Alarma por bovinos intoxicados
Un reciente caso de mortandad de bovinos registrado en la zona de Villegas encendió la alerta sobre los riesgos asociados al consumo de rollos de melilotus deteriorados. Especialistas de la Estación Experimental Agropecuaria del INTA Villegas explicaron que la denominada intoxicación por melilotus deteriorado es una alteración adquirida de la coagulación, vinculada principalmente al consumo prolongado de heno y, con menor frecuencia, de silo deteriorado y colonizado por hongos.
El problema no se encuentra necesariamente en la planta fresca, sino en las condiciones de conservación del forraje. Cuando el melilotus es cortado con demasiada humedad, tiene un secado deficiente, es enfardado antes de tiempo o queda almacenado en lugares donde puede desarrollarse moho, determinados compuestos presentes en la planta pueden transformarse en dicumarol.

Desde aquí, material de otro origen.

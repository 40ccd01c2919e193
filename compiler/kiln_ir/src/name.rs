//! Interned string identifier.

use std::fmt;

/// Interned string identifier (function names, type names, constructor names).
///
/// A `Name` is an index into a [`StringInterner`](crate::StringInterner).
/// Two names from the same interner are equal iff their strings are equal.
#[derive(Copy, Clone, PartialEq, Eq, PartialOrd, Ord, Hash)]
#[cfg_attr(feature = "cache", derive(serde::Serialize, serde::Deserialize))]
#[repr(transparent)]
pub struct Name(u32);

impl Name {
    /// Pre-interned empty string.
    pub const EMPTY: Name = Name(0);

    /// Get raw u32 value.
    #[inline]
    pub const fn raw(self) -> u32 {
        self.0
    }

    /// Create from raw u32 value.
    #[inline]
    pub const fn from_raw(raw: u32) -> Self {
        Name(raw)
    }

    /// Index into the interner's string table.
    #[inline]
    pub(crate) const fn index(self) -> usize {
        self.0 as usize
    }
}

impl fmt::Debug for Name {
    fn fmt(&self, f: &mut fmt::Formatter<'_>) -> fmt::Result {
        write!(f, "Name({})", self.0)
    }
}

impl Default for Name {
    fn default() -> Self {
        Self::EMPTY
    }
}

#[cfg(test)]
mod tests {
    use super::*;

    #[test]
    fn name_raw_round_trip() {
        assert_eq!(Name::from_raw(17).raw(), 17);
    }

    #[test]
    fn name_default_is_empty() {
        assert_eq!(Name::default(), Name::EMPTY);
    }

    #[test]
    fn name_ord() {
        assert!(Name::from_raw(1) < Name::from_raw(2));
    }
}
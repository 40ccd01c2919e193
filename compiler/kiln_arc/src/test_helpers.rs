//! Shared test utilities for the ARC sequence analysis.
//!
//! Factory functions used across `graph`, `region`, `alias`,
//! `region_state`, `dataflow`, `epilogue`, `dump` and pipeline tests.
//! Only compiled in test builds.

use kiln_ir::{
    ArcBlock, ArcBlockId, ArcFunction, ArcInstr, ArcParam, ArcTerminator, ArcType, ArcValue,
    ArcVarId, CallEffects, InstrId, LitValue, Name, Ownership,
};

use crate::alias::{BasicAliasAnalysis, RcIdentityFunctionInfo};
use crate::context::ArcContext;
use crate::dataflow::LoopArcSequenceDataflow;
use crate::region::LoopRegionFunctionInfo;

/// Shorthand for `ArcVarId::new(n)`.
pub(crate) fn v(n: u32) -> ArcVarId {
    ArcVarId::new(n)
}

/// Shorthand for `ArcBlockId::new(n)`.
pub(crate) fn b(n: u32) -> ArcBlockId {
    ArcBlockId::new(n)
}

/// Shorthand for the address `bb<block>[index]`.
pub(crate) fn at(block: u32, index: u32) -> InstrId {
    InstrId::new(b(block), index)
}

/// A reference-counted type.
pub(crate) fn klass() -> ArcType {
    ArcType::reference(Name::from_raw(1))
}

/// A scalar type.
pub(crate) fn int() -> ArcType {
    ArcType::scalar(Name::from_raw(2))
}

/// Build an `ArcFunction` with a default name (`Name::from_raw(1)`).
pub(crate) fn make_func(
    params: Vec<ArcParam>,
    blocks: Vec<ArcBlock>,
    var_types: Vec<ArcType>,
) -> ArcFunction {
    ArcFunction::new(Name::from_raw(1), params, blocks, var_types)
}

/// Create an owned parameter.
pub(crate) fn owned_param(var: u32) -> ArcParam {
    ArcParam {
        var: v(var),
        ownership: Ownership::Owned,
    }
}

/// Create a borrowed parameter.
pub(crate) fn borrowed_param(var: u32) -> ArcParam {
    ArcParam {
        var: v(var),
        ownership: Ownership::Borrowed,
    }
}

/// A block without parameters.
pub(crate) fn block(id: u32, body: Vec<ArcInstr>, terminator: ArcTerminator) -> ArcBlock {
    ArcBlock {
        id: b(id),
        params: vec![],
        body,
        terminator,
    }
}

pub(crate) fn inc(var: u32) -> ArcInstr {
    ArcInstr::RcInc { var: v(var) }
}

pub(crate) fn dec(var: u32) -> ArcInstr {
    ArcInstr::RcDec { var: v(var) }
}

/// `dst = opaque(args)` with unknown effects.
pub(crate) fn call(dst: u32, args: &[u32]) -> ArcInstr {
    ArcInstr::Apply {
        dst: v(dst),
        func: Name::from_raw(50),
        args: args.iter().map(|&a| v(a)).collect(),
        effects: CallEffects::Unknown,
    }
}

/// `dst = observe(args)` that only reads memory.
pub(crate) fn readonly_call(dst: u32, args: &[u32]) -> ArcInstr {
    ArcInstr::Apply {
        dst: v(dst),
        func: Name::from_raw(51),
        args: args.iter().map(|&a| v(a)).collect(),
        effects: CallEffects::ReadOnly,
    }
}

/// `dst = integer_literal n`.
pub(crate) fn lit(dst: u32, n: i64) -> ArcInstr {
    ArcInstr::Let {
        dst: v(dst),
        value: ArcValue::Literal(LitValue::Int(n)),
    }
}

/// `dst = copy_value src`.
pub(crate) fn copy(dst: u32, src: u32) -> ArcInstr {
    ArcInstr::Let {
        dst: v(dst),
        value: ArcValue::Var(v(src)),
    }
}

pub(crate) fn ret(var: u32) -> ArcTerminator {
    ArcTerminator::Return { value: v(var) }
}

pub(crate) fn jump(target: u32) -> ArcTerminator {
    ArcTerminator::Jump {
        target: b(target),
        args: vec![],
    }
}

pub(crate) fn branch(cond: u32, then_block: u32, else_block: u32) -> ArcTerminator {
    ArcTerminator::Branch {
        cond: v(cond),
        then_block: b(then_block),
        else_block: b(else_block),
    }
}

/// Build the region hierarchy, panicking on malformed test input.
pub(crate) fn regions_of(func: &ArcFunction) -> LoopRegionFunctionInfo {
    match LoopRegionFunctionInfo::build(func) {
        Ok(regions) => regions,
        Err(e) => panic!("test function has no region hierarchy: {e}"),
    }
}

/// Build all collaborators for `func`, run the dataflow and hand it to `f`.
pub(crate) fn with_dataflow<R>(
    func: &ArcFunction,
    allow_leaks: bool,
    f: impl FnOnce(&mut LoopArcSequenceDataflow<'_>) -> R,
) -> R {
    let regions = regions_of(func);
    let identity = RcIdentityFunctionInfo::new(func);
    let alias = BasicAliasAnalysis::new(func, &identity);
    let ctx = ArcContext::new(func, &regions, &identity, &alias).with_allow_leaks(allow_leaks);
    let mut dataflow = LoopArcSequenceDataflow::new(ctx);
    dataflow.run();
    f(&mut dataflow)
}

/// `fn(%0 : @owned $Klass) { retain %0; release %0; return %1 }` where `%1`
/// is a scalar literal.
pub(crate) fn straight_line() -> ArcFunction {
    make_func(
        vec![owned_param(0)],
        vec![block(0, vec![lit(1, 0), inc(0), dec(0)], ret(1))],
        vec![klass(), int()],
    )
}
use pretty_assertions::assert_eq;

use crate::test_helpers::{b, block, branch, int, jump, lit, make_func, ret};

use super::*;

/// ```text
///   bb0
///  /   \
/// bb1  bb2
///  \   /
///   bb3
/// ```
fn diamond() -> ArcFunction {
    make_func(
        vec![],
        vec![
            block(0, vec![lit(0, 1)], branch(0, 1, 2)),
            block(1, vec![], jump(3)),
            block(2, vec![], jump(3)),
            block(3, vec![], ret(0)),
        ],
        vec![int()],
    )
}

/// `bb0 -> bb1 <-> bb2`, `bb1 -> bb3`.
fn simple_loop() -> ArcFunction {
    make_func(
        vec![],
        vec![
            block(0, vec![lit(0, 1)], jump(1)),
            block(1, vec![], branch(0, 2, 3)),
            block(2, vec![], jump(1)),
            block(3, vec![], ret(0)),
        ],
        vec![int()],
    )
}

#[test]
fn predecessors_of_diamond() {
    let preds = compute_predecessors(&diamond());
    assert_eq!(preds, vec![vec![], vec![0], vec![0], vec![1, 2]]);
}

#[test]
fn duplicate_successors_collapse() {
    let func = make_func(
        vec![],
        vec![
            block(0, vec![lit(0, 1)], branch(0, 1, 1)),
            block(1, vec![], ret(0)),
        ],
        vec![int()],
    );
    assert_eq!(distinct_successors(&func, 0), vec![1]);
    assert_eq!(compute_predecessors(&func)[1], vec![0]);
}

#[test]
fn postorder_visits_successors_first() {
    let func = diamond();
    assert_eq!(compute_postorder(&func), vec![3, 1, 2, 0]);
    assert_eq!(reverse_postorder(&func), vec![0, 2, 1, 3]);
}

#[test]
fn postorder_skips_unreachable_blocks() {
    let func = make_func(
        vec![],
        vec![
            block(0, vec![lit(0, 1)], ret(0)),
            block(1, vec![], jump(0)),
        ],
        vec![int()],
    );
    assert_eq!(compute_postorder(&func), vec![0]);
    // The unreachable block still shows up as a predecessor.
    assert_eq!(compute_predecessors(&func)[0], vec![1]);
}

#[test]
fn dominators_of_diamond() {
    let dom = DominatorTree::build(&diamond());
    assert_eq!(dom.immediate_dominator(b(0)), None);
    assert_eq!(dom.immediate_dominator(b(1)), Some(b(0)));
    assert_eq!(dom.immediate_dominator(b(3)), Some(b(0)));
    assert!(dom.dominates(b(0), b(3)));
    assert!(dom.dominates(b(3), b(3)));
    assert!(!dom.dominates(b(1), b(3)));
    assert!(!dom.dominates(b(2), b(1)));
}

#[test]
fn loop_header_dominates_body() {
    let dom = DominatorTree::build(&simple_loop());
    assert!(dom.dominates(b(1), b(2)));
    assert!(dom.dominates(b(1), b(3)));
    assert!(!dom.dominates(b(2), b(1)));
    assert_eq!(dom.immediate_dominator(b(2)), Some(b(1)));
}

#[test]
fn unreachable_blocks_are_not_dominated() {
    let func = make_func(
        vec![],
        vec![
            block(0, vec![lit(0, 1)], ret(0)),
            block(1, vec![], jump(0)),
        ],
        vec![int()],
    );
    let dom = DominatorTree::build(&func);
    assert!(!dom.dominates(b(0), b(1)));
    assert!(!dom.dominates(b(1), b(1)));
    assert_eq!(dom.immediate_dominator(b(1)), None);
    assert!(!dom.dominates(b(0), b(9)));
}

Este compuesto interfiere con la regeneración de la vitamina K, fundamental para la coagulación de la sangre. Como consecuencia, los animales pueden sufrir hemorragias ante lesiones que normalmente no representarían un riesgo significativo.
Entre los principales signos de alerta aparecen hemorragias subcutáneas o musculares, sangrados en sitios de castración o descorne y, eventualmente, sangre en la materia fecal. También pueden observarse mucosas pálidas, debilidad, depresión, intolerancia al ejercicio y aumento de la frecuencia cardíaca y respiratoria. En los casos más graves puede producirse un shock hipovolémico.
Las cojeras o dificultades para caminar también pueden estar relacionadas con hemorragias musculares o articulares. El cuadro debe generar sospecha especialmente cuando varios animales presentan estos signos y existe el antecedente de consumo prolongado de heno o ensilado con melilotus deteriorado.
Retirar el forraje.
Ante la aparición de animales afectados, desde el INTA recomiendan contactar inmediatamente a un veterinario, retirar el alimento sospechoso y evitar movimientos innecesarios de la hacienda, encierros traumáticos, cirugías o cualquier maniobra que pueda provocar nuevas lesiones y hemorragias.
El tratamiento puede incluir vitamina K para corregir la alteración de la coagulación, aunque la intervención temprana resulta fundamental.
El caso de Villegas vuelve a poner el foco en una cuestión central para la producción ganadera: la correcta elaboración y conservación del forraje puede ser determinante para evitar intoxicaciones y pérdidas de animales. Por eso, los especialistas recomiendan revisar los rollos y silos antes de suministrarlos al rodeo, especialmente en condiciones de mayor humedad. (Bichos de Campo).